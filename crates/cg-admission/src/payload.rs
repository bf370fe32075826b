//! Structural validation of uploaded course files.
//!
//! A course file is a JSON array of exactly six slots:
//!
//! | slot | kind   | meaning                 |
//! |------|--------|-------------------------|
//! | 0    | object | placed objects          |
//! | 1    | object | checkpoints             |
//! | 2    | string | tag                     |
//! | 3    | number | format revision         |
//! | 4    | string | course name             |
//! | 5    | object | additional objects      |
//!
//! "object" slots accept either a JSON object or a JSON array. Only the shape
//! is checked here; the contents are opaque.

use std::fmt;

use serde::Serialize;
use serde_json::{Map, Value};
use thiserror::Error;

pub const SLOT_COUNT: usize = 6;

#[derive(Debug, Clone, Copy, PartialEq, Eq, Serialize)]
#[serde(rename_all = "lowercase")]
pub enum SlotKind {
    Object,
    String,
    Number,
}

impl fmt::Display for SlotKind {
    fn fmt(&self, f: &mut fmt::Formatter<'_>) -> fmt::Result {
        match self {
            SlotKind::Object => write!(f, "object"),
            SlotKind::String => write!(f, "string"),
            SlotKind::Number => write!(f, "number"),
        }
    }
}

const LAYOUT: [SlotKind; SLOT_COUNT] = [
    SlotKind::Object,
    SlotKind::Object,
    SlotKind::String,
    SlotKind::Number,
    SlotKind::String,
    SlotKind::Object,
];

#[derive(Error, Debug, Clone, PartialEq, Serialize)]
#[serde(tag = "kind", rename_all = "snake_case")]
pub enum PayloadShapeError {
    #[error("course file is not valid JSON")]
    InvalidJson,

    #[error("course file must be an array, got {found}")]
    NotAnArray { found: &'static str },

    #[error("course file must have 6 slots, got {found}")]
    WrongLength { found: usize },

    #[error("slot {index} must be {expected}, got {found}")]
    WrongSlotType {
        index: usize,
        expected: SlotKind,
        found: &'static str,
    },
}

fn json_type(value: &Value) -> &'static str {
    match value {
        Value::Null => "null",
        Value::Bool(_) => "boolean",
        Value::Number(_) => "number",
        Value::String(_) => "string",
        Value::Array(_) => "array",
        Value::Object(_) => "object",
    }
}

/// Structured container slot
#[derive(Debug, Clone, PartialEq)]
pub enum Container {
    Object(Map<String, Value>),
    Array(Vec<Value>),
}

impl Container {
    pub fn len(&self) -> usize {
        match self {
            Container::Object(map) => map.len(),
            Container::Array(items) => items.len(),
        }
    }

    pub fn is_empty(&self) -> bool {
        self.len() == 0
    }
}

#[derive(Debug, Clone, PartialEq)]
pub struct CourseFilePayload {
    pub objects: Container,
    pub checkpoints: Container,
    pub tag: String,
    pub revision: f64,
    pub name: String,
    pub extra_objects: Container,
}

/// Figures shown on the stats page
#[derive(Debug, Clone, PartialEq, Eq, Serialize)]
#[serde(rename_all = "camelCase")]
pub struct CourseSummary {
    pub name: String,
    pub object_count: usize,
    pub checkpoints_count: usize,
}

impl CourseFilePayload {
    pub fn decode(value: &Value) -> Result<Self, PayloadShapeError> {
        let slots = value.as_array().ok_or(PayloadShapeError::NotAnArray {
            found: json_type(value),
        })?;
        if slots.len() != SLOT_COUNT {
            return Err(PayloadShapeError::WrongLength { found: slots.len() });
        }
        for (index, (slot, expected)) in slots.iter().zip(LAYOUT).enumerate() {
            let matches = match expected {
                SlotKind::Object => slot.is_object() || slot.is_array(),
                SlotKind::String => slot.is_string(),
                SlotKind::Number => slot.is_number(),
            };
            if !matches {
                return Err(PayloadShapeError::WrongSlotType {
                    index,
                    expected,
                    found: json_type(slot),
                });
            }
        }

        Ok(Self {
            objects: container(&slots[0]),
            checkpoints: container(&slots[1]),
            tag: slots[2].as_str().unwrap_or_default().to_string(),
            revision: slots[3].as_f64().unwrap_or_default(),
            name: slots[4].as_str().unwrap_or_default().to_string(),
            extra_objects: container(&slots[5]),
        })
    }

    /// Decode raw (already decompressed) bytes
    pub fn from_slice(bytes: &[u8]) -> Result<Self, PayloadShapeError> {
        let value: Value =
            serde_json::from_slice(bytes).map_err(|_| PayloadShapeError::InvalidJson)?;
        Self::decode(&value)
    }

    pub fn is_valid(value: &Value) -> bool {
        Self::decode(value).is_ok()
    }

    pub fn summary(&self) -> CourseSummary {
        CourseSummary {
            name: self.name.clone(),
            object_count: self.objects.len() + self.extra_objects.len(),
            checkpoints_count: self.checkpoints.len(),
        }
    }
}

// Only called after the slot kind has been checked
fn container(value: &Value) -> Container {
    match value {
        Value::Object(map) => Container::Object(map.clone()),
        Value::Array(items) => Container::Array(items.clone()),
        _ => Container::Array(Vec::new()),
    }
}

...

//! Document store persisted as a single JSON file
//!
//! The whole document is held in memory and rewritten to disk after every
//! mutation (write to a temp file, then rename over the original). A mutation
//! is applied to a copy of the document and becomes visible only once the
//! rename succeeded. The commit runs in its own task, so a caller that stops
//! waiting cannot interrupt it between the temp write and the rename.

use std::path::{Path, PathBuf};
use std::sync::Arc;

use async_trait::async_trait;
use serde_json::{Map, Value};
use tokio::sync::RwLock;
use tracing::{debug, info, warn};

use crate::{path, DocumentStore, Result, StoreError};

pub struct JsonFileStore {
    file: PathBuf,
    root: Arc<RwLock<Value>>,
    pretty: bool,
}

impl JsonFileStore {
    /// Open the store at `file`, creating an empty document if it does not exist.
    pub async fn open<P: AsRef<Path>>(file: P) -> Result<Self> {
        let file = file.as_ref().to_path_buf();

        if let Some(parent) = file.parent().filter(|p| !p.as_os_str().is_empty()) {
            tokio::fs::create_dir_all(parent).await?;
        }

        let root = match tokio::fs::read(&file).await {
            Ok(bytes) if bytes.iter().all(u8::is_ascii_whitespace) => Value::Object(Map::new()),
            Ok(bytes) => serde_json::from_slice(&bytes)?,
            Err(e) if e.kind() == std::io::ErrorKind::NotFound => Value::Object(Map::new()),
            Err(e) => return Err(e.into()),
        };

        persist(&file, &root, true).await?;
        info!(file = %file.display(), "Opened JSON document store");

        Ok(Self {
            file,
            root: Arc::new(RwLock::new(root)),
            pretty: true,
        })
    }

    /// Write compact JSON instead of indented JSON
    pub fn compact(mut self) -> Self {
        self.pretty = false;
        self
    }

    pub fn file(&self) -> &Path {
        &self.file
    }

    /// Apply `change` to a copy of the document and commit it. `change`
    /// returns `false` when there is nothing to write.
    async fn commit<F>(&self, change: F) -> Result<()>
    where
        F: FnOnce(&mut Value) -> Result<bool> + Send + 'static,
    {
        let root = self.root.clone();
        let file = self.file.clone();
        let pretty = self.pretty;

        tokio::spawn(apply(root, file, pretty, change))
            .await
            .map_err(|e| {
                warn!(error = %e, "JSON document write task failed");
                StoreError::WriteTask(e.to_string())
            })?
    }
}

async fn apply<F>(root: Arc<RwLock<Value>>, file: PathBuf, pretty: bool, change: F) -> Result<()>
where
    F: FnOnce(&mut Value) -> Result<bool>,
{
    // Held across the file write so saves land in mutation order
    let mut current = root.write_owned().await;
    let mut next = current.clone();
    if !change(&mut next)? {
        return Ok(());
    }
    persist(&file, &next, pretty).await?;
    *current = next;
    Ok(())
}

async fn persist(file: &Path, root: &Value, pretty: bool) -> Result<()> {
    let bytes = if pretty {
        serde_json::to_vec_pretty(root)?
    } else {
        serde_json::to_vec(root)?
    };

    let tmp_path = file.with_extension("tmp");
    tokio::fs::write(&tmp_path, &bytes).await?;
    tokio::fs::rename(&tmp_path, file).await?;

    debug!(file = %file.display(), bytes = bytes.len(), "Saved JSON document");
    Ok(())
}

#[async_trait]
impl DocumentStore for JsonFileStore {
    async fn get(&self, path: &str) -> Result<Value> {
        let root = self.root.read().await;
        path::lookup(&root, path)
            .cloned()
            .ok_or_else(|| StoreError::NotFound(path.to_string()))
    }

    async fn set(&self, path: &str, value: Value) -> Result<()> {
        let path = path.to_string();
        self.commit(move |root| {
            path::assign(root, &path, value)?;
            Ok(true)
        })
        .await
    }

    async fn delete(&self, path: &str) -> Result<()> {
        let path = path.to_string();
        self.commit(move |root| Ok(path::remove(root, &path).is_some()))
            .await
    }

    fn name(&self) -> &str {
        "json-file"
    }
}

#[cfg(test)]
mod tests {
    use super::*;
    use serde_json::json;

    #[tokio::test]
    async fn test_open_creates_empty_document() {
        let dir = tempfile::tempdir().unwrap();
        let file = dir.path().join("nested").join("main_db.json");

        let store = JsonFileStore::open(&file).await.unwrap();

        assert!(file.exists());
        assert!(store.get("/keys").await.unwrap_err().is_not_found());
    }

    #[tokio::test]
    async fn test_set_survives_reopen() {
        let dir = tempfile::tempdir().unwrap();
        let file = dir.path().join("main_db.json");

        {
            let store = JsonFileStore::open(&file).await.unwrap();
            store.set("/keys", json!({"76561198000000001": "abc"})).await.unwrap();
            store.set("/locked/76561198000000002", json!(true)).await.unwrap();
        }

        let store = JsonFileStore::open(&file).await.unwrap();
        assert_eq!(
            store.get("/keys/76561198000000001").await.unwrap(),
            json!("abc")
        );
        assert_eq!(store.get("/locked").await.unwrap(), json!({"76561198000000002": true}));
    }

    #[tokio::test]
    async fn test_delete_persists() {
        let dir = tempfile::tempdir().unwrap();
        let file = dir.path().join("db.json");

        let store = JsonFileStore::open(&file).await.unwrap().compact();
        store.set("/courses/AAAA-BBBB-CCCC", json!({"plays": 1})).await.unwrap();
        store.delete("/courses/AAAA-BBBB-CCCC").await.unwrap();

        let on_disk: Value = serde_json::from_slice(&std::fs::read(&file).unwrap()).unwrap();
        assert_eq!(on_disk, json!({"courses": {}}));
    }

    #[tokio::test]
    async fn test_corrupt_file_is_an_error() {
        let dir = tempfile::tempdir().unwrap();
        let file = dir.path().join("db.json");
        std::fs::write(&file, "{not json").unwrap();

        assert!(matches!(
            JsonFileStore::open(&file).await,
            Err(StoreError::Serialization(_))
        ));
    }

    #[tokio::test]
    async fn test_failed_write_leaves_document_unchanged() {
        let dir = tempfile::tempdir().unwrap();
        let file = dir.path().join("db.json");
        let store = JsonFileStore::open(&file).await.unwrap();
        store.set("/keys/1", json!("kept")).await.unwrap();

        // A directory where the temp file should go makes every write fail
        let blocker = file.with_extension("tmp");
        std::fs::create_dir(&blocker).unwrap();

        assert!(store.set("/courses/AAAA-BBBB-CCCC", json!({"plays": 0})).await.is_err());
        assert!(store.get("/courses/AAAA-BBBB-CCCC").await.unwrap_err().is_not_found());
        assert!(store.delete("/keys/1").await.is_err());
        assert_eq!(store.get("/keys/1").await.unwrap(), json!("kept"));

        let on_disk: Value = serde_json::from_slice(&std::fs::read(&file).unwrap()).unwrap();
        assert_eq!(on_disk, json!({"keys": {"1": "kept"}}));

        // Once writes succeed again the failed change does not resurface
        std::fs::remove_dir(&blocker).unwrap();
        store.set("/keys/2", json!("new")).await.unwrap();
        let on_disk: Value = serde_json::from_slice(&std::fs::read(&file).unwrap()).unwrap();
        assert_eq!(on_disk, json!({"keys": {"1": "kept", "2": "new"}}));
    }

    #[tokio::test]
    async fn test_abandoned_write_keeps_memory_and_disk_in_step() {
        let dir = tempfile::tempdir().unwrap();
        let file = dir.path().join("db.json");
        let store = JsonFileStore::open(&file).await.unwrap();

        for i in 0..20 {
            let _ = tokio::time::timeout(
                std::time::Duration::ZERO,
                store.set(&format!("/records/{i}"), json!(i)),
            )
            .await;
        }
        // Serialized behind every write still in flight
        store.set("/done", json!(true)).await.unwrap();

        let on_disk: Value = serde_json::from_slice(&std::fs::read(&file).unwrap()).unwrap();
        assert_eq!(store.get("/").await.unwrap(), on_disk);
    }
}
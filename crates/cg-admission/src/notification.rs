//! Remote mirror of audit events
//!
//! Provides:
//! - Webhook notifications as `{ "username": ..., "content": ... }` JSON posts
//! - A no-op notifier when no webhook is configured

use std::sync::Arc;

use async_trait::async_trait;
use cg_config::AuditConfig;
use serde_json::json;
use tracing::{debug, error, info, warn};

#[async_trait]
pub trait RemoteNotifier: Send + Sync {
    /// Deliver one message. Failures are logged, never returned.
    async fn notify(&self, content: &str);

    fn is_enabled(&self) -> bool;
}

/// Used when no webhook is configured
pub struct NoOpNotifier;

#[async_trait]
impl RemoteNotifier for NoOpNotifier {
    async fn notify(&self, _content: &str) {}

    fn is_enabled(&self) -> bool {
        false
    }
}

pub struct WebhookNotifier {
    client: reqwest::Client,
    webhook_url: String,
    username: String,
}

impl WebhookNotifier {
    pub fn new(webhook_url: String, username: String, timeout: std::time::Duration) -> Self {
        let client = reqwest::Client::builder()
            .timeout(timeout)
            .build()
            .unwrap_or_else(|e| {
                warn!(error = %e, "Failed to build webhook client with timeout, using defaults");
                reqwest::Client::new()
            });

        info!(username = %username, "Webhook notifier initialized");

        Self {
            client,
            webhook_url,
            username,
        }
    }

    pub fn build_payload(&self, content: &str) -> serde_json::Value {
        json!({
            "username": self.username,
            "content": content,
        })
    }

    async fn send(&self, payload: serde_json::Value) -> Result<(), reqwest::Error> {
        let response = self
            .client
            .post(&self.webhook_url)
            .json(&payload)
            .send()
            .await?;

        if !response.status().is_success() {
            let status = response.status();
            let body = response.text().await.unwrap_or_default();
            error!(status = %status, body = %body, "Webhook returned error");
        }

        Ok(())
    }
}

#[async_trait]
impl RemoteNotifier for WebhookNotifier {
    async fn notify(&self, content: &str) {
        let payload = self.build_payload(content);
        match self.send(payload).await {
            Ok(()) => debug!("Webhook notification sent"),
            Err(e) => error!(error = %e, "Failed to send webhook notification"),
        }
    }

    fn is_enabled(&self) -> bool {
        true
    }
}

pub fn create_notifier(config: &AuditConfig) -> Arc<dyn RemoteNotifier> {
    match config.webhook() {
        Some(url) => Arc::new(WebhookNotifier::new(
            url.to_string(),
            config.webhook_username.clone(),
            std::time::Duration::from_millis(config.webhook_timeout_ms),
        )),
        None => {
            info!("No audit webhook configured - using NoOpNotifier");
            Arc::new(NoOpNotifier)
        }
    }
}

---

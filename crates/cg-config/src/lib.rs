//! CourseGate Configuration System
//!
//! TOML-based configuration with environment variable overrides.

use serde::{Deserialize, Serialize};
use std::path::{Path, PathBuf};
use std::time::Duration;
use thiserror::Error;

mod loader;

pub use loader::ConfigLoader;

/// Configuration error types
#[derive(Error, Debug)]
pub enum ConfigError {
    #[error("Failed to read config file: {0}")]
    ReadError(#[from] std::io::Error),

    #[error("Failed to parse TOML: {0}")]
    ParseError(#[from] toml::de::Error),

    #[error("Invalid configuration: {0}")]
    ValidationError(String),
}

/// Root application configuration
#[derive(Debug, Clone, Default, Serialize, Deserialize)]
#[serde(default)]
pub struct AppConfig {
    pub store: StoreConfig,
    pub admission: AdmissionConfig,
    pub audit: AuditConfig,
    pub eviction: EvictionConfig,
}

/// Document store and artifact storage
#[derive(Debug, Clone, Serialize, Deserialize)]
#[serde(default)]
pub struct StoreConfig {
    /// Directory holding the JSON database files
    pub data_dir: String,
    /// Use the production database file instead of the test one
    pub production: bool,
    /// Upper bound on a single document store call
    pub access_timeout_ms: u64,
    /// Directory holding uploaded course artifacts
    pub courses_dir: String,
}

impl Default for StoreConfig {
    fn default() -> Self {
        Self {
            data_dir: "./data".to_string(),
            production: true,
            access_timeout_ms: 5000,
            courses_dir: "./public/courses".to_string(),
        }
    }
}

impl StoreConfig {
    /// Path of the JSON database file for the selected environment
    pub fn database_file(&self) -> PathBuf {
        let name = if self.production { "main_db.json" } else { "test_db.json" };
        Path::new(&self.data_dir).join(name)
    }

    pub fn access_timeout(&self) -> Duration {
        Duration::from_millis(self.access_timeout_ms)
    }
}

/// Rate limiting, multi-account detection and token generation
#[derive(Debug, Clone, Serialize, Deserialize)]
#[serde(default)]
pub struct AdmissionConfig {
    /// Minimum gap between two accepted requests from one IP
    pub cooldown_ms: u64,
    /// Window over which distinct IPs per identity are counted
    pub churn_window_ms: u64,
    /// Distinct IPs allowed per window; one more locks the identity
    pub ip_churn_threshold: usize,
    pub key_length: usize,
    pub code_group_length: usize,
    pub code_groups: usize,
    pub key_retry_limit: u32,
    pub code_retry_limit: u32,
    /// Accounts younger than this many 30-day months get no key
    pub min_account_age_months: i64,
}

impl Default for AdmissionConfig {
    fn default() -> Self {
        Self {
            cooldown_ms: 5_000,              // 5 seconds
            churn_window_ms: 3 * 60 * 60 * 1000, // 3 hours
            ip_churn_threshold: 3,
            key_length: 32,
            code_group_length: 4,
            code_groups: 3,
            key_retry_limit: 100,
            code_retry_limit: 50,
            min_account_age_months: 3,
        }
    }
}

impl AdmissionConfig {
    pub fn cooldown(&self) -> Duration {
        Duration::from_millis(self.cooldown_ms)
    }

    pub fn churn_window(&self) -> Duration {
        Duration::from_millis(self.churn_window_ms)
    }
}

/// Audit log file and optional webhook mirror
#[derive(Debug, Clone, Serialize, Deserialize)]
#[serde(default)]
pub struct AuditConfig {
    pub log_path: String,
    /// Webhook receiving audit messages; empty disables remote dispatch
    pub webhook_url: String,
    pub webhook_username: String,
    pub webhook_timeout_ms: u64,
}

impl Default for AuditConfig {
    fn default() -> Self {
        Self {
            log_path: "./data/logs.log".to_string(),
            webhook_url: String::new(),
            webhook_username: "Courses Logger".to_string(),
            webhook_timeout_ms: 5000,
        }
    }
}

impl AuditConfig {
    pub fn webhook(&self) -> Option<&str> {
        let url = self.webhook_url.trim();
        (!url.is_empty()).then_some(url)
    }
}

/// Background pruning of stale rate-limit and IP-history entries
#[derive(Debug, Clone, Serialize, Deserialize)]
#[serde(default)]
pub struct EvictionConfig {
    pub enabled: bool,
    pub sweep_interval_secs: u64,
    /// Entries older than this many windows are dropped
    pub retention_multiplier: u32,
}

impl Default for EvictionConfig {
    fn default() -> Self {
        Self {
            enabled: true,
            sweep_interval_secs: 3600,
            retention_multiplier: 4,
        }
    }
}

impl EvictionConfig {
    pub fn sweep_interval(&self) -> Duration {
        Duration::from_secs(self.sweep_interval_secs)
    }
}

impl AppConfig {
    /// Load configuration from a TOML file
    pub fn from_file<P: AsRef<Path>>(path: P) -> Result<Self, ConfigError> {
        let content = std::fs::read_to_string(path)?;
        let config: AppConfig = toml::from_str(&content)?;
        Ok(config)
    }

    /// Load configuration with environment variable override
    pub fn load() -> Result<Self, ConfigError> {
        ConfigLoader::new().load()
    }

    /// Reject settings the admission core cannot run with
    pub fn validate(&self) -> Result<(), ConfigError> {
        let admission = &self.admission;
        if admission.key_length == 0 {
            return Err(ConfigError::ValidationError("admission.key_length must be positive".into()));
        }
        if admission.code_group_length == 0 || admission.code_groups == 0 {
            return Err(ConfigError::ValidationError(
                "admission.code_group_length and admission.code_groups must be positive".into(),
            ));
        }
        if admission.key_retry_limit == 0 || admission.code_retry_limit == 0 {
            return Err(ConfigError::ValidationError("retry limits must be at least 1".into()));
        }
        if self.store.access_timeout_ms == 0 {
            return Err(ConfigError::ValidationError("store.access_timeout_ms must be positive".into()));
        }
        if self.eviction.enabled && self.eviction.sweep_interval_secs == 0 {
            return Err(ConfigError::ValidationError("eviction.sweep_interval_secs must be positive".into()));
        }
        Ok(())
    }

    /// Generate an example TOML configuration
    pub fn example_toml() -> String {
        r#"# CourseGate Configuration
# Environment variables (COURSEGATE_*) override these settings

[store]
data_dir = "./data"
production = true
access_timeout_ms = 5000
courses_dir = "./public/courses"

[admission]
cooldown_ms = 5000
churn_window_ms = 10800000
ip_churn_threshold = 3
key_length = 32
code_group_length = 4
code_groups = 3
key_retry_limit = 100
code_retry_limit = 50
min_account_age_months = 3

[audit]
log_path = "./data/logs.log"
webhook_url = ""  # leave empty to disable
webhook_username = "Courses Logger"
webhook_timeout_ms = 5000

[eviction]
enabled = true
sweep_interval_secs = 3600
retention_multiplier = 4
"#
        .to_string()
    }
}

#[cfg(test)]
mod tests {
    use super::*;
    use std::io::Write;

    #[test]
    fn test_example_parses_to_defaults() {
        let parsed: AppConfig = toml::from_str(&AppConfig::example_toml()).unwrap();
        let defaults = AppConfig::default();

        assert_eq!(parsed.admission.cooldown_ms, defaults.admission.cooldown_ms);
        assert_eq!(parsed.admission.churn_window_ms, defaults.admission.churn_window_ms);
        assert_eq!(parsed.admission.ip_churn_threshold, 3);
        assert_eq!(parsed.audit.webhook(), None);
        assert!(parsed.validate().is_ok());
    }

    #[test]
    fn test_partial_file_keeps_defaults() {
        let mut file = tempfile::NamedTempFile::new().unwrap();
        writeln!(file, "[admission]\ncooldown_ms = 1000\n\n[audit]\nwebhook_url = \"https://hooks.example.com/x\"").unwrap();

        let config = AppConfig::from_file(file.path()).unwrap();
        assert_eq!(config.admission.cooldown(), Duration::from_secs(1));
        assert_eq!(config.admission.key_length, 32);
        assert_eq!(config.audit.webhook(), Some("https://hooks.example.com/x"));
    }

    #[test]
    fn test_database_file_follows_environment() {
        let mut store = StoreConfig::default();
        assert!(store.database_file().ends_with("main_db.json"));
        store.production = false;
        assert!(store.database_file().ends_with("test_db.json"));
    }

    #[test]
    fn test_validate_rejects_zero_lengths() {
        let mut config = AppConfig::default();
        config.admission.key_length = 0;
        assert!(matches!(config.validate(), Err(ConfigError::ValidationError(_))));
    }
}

HOW TO COMPLETE THIS TASK: Within the data above, the lines from the one with "async fn test_corrupt_file_is_an_error()" to the one with "std::fs::create_dir(&blocker).unwrap();" must be repeated exactly; no other line belongs in the answer.

OUTPUT FOR THIS EXERCISE:
    async fn test_corrupt_file_is_an_error() {
        let dir = tempfile::tempdir().unwrap();
        let file = dir.path().join("db.json");
        std::fs::write(&file, "{not json").unwrap();

        assert!(matches!(
            JsonFileStore::open(&file).await,
            Err(StoreError::Serialization(_))
        ));
    }

    #[tokio::test]
    async fn test_failed_write_leaves_document_unchanged() {
        let dir = tempfile::tempdir().unwrap();
        let file = dir.path().join("db.json");
        let store = JsonFileStore::open(&file).await.unwrap();
        store.set("/keys/1", json!("kept")).await.unwrap();

        // A directory where the temp file should go makes every write fail
        let blocker = file.with_extension("tmp");
        std::fs::create_dir(&blocker).unwrap();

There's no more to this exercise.